** Opening RECORDS FOR THIS EXERCISE block **
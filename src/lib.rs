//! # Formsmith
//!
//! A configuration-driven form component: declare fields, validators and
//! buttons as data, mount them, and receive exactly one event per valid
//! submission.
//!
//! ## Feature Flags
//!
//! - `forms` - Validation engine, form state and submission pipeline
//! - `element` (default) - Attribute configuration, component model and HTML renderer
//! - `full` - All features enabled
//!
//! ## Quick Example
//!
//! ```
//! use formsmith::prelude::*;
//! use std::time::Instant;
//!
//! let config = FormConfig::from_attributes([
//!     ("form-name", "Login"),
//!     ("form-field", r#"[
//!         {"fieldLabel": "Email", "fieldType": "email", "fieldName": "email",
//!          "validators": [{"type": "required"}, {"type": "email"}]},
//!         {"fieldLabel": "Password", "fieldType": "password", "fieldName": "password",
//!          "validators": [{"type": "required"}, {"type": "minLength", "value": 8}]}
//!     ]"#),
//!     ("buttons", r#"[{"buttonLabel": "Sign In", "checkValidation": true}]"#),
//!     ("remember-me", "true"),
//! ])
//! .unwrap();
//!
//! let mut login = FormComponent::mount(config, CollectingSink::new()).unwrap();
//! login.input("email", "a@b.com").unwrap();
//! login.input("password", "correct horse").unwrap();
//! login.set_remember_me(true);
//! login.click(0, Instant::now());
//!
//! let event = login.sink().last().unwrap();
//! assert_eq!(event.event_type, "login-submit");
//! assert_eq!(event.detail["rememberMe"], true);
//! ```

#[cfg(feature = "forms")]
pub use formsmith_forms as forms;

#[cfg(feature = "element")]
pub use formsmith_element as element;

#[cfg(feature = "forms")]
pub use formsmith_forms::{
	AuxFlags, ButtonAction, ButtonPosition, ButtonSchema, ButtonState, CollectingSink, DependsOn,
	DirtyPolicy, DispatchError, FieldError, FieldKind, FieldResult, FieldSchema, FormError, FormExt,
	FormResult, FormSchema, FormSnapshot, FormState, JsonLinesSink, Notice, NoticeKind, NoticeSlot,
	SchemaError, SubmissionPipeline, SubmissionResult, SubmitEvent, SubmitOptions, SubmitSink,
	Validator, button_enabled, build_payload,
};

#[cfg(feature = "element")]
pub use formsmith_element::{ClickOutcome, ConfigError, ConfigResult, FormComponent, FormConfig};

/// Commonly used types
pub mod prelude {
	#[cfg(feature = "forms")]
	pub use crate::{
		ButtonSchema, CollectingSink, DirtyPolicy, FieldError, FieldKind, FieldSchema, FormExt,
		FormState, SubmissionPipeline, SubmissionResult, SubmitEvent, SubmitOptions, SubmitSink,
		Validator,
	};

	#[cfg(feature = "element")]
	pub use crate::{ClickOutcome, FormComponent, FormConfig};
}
** Closing RECORDS FOR THIS EXERCISE block **
** Opening RECORDS FOR THIS EXERCISE block **
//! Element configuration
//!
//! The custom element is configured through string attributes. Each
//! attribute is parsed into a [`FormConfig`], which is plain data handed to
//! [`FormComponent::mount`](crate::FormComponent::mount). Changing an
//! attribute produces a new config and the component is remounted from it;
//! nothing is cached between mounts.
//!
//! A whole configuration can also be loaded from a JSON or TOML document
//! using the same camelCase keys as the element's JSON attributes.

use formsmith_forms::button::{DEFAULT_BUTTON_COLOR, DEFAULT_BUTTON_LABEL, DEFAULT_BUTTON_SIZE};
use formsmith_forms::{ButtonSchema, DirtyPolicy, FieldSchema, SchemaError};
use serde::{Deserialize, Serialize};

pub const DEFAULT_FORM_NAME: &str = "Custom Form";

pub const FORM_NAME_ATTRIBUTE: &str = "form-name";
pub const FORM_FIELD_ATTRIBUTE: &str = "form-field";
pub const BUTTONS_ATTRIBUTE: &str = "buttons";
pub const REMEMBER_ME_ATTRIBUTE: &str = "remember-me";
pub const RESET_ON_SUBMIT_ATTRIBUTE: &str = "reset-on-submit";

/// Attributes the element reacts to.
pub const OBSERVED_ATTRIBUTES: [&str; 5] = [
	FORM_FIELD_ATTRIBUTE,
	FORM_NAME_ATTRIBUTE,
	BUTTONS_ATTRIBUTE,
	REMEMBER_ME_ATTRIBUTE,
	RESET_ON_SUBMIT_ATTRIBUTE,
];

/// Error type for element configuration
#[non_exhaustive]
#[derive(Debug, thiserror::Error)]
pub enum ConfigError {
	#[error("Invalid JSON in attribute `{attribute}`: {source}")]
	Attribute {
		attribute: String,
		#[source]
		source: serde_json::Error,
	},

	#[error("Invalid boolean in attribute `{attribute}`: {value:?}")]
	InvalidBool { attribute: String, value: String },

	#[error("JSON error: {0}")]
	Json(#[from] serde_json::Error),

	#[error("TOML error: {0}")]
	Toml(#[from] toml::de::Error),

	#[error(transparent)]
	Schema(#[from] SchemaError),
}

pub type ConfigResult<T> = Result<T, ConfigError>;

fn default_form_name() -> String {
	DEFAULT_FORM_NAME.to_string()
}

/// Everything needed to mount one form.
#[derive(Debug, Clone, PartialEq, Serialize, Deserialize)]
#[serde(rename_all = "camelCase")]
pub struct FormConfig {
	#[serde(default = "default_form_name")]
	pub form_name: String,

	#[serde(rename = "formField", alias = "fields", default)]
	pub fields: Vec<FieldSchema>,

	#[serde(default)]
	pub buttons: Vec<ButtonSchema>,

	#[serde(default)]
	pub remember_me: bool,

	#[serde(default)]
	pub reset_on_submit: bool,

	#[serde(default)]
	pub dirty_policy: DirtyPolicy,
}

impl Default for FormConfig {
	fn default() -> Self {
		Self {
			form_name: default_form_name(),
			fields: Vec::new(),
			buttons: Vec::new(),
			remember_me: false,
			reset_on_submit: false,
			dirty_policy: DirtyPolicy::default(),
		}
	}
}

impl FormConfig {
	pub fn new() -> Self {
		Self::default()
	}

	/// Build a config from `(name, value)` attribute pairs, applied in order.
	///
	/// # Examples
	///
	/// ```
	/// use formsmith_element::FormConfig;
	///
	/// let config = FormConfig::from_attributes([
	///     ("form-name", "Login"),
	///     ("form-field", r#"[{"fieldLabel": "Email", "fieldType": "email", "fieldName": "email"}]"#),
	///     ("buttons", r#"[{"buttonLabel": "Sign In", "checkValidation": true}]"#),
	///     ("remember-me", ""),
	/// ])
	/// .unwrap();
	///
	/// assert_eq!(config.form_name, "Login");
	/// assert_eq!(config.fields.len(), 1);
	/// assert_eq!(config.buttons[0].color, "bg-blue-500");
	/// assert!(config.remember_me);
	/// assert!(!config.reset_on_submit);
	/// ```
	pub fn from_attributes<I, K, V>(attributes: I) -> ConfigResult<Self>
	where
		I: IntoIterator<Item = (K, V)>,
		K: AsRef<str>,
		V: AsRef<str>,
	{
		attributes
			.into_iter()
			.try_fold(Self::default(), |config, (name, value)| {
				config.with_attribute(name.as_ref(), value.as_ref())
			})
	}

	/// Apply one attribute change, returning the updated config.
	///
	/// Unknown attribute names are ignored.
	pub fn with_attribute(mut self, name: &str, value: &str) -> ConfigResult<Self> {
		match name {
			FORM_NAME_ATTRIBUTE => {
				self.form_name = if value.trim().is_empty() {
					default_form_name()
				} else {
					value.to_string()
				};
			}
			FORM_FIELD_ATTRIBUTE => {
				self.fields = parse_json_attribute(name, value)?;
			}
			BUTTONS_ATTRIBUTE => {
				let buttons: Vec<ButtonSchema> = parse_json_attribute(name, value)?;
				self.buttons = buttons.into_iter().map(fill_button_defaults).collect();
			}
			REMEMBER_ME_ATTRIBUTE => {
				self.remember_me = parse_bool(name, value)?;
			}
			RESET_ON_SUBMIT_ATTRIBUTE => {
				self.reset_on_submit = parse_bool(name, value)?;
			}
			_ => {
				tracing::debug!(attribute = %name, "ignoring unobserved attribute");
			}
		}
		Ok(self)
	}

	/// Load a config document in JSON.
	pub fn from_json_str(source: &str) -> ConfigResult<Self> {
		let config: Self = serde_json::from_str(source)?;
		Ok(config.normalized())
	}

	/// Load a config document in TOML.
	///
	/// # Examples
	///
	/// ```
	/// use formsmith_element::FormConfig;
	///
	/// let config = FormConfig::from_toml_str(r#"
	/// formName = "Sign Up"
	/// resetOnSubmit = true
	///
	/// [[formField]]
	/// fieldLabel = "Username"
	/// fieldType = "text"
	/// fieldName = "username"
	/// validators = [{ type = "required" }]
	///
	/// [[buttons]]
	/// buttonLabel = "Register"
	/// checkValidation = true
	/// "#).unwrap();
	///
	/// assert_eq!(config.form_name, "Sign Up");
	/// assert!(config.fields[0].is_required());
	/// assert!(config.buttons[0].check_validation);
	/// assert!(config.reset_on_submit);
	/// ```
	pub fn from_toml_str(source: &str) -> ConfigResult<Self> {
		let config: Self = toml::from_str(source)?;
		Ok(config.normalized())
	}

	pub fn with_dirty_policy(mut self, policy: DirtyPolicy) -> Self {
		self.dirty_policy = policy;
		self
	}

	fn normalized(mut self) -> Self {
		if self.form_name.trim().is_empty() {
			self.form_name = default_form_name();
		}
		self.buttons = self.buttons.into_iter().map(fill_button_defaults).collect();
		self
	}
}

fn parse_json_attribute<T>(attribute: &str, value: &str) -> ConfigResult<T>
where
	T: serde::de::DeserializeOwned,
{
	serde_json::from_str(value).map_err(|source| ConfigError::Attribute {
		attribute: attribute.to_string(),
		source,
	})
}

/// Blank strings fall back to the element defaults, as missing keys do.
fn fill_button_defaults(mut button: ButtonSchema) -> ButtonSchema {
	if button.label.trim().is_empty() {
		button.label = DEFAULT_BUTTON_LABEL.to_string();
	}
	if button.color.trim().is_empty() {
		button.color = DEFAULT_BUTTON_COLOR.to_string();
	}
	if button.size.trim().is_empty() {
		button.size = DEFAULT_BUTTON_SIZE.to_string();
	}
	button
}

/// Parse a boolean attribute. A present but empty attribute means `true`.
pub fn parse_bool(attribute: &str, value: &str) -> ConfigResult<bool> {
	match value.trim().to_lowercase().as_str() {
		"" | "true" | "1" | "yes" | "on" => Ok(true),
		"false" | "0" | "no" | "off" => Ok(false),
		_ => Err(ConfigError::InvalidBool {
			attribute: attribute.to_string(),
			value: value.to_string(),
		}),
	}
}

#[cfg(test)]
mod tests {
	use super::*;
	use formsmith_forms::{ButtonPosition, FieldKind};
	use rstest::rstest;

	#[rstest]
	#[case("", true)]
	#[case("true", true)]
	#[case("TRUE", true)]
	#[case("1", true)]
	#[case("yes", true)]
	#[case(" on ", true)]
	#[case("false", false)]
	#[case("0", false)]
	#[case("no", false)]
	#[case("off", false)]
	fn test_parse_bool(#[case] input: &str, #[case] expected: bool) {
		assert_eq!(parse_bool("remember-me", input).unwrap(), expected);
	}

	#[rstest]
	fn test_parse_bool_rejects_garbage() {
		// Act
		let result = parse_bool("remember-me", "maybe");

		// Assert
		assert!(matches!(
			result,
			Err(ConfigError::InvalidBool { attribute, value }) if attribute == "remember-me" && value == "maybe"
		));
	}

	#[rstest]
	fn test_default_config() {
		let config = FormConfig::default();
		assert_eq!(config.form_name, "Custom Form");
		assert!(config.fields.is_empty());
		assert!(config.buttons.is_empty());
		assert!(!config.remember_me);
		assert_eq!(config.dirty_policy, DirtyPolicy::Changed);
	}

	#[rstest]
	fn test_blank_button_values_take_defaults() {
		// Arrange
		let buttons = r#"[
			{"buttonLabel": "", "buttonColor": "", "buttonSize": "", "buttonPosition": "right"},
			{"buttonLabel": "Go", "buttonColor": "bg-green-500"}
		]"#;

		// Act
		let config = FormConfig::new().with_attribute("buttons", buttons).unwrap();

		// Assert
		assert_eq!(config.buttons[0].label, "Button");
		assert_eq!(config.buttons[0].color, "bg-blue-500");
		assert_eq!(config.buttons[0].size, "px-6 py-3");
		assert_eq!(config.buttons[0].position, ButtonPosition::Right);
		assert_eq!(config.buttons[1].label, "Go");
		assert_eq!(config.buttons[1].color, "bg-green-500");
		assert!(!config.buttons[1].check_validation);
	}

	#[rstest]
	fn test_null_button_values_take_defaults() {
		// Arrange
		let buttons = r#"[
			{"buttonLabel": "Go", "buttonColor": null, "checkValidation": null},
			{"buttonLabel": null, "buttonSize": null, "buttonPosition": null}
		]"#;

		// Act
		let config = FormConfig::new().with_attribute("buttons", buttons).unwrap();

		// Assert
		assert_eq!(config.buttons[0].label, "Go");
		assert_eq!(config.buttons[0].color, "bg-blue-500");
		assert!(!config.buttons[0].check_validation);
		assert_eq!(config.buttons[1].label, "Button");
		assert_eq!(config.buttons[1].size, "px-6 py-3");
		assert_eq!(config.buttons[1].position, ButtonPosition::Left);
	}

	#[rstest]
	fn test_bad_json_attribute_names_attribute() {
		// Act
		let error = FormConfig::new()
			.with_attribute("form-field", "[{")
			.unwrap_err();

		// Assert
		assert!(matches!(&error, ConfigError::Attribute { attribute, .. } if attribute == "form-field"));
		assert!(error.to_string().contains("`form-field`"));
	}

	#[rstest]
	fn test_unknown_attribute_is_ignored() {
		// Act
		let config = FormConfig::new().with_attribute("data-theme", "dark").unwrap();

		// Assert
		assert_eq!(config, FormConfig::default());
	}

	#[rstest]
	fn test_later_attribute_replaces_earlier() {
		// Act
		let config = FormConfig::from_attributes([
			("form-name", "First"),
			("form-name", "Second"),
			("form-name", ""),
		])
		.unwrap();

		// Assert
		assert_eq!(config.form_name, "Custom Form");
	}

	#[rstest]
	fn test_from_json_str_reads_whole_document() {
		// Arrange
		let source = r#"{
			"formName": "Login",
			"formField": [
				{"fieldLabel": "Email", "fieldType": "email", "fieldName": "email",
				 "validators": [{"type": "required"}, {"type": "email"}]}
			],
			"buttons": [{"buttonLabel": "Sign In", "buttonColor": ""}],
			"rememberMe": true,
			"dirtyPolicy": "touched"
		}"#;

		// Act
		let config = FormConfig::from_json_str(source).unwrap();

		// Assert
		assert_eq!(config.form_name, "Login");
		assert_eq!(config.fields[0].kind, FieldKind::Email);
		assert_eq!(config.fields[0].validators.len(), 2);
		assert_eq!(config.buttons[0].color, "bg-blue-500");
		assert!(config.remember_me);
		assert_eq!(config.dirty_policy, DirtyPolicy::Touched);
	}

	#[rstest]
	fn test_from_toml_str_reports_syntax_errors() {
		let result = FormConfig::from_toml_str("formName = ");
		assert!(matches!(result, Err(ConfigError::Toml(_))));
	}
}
** Closing RECORDS FOR THIS EXERCISE block **
** Opening RECORDS FOR THIS EXERCISE block **
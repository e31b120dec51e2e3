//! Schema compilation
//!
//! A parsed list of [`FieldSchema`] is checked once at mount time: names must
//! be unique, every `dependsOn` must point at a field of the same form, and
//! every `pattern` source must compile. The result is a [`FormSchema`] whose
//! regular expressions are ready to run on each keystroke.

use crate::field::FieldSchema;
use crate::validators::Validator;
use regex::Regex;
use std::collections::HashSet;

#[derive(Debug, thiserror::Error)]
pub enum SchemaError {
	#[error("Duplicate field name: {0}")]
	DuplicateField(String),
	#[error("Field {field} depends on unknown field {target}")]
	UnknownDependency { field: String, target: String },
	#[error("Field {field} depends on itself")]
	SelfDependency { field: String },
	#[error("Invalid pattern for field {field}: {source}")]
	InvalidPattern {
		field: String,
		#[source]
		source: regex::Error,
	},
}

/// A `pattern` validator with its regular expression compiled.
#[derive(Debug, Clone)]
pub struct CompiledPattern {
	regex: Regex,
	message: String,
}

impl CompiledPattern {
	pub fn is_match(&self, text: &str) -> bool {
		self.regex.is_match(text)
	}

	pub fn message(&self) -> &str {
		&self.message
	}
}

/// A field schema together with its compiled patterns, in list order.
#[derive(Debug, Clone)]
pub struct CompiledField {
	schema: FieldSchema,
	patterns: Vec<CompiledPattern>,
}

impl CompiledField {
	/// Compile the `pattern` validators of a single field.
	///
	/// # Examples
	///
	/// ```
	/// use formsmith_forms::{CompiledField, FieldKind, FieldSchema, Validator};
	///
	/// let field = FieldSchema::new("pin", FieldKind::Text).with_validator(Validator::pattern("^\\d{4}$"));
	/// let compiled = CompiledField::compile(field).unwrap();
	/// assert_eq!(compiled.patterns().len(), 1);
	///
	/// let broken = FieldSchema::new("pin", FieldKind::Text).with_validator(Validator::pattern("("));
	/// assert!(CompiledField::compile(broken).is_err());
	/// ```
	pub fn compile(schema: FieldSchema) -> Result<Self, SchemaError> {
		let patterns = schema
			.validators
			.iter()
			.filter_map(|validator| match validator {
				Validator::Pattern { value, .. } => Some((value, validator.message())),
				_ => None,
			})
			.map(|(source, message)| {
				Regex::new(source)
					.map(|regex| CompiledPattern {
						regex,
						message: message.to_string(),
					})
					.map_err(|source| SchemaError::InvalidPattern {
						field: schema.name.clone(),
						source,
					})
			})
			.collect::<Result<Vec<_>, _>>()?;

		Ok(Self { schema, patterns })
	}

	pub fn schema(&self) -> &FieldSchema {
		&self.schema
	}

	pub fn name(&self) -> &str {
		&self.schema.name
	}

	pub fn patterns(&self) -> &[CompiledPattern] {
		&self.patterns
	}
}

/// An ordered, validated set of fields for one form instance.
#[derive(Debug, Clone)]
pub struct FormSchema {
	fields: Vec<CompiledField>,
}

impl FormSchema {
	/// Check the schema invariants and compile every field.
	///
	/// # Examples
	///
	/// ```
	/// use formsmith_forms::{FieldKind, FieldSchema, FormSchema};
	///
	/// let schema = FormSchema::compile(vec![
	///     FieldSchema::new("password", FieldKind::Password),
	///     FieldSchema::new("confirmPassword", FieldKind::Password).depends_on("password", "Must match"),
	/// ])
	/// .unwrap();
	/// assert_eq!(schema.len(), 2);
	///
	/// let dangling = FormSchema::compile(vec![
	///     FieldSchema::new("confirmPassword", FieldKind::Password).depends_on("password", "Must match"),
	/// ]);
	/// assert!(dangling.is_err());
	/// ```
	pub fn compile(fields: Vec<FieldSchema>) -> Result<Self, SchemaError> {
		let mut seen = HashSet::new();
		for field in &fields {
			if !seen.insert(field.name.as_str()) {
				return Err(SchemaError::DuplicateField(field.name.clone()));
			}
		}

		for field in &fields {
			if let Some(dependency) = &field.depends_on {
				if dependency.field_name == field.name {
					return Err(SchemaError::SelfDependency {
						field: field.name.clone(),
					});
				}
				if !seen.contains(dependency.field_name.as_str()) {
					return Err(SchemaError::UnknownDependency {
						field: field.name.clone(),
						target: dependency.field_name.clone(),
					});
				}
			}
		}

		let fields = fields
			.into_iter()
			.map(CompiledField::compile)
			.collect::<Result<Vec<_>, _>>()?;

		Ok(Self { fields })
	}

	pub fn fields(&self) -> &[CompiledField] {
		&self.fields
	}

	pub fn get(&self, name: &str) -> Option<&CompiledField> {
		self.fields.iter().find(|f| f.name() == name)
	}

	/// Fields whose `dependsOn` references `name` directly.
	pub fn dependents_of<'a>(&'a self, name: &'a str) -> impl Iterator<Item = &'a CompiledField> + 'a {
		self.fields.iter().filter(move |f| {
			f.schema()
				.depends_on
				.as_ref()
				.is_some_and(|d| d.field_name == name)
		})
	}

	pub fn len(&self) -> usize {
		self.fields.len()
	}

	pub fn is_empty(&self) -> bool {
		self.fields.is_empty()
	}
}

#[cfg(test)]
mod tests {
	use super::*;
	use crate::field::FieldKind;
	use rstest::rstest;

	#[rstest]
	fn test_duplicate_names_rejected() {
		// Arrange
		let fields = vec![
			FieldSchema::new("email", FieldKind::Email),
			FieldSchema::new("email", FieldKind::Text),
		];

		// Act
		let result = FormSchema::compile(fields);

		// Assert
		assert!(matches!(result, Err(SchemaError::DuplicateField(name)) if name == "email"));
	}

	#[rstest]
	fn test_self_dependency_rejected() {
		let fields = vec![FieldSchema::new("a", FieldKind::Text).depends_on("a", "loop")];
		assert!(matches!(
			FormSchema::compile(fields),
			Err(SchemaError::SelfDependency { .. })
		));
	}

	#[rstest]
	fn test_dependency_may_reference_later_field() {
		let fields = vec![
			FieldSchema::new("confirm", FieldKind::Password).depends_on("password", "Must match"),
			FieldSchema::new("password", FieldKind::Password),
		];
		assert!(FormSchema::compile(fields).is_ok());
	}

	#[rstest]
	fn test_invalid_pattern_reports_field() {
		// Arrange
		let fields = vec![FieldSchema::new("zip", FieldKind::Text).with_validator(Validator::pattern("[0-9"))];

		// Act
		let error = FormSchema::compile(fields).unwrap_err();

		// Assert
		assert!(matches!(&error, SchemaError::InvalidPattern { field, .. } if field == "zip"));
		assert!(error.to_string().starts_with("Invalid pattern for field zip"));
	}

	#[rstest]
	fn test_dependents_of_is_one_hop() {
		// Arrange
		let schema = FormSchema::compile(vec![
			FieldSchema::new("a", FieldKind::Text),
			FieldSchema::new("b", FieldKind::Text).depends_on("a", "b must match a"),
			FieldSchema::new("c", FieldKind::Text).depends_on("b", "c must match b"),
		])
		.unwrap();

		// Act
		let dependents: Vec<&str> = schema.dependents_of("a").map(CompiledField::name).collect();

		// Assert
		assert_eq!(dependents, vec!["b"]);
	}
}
** Closing RECORDS FOR THIS EXERCISE block **
WHAT YOU HAVE TO DO
The lines to return are those in the entries above that include "patterns".

RESPONSE BOX
/// A field schema together with its compiled patterns, in list order.
	patterns: Vec<CompiledPattern>,
	/// assert_eq!(compiled.patterns().len(), 1);
		let patterns = schema
		Ok(Self { schema, patterns })
	pub fn patterns(&self) -> &[CompiledPattern] {
		&self.patterns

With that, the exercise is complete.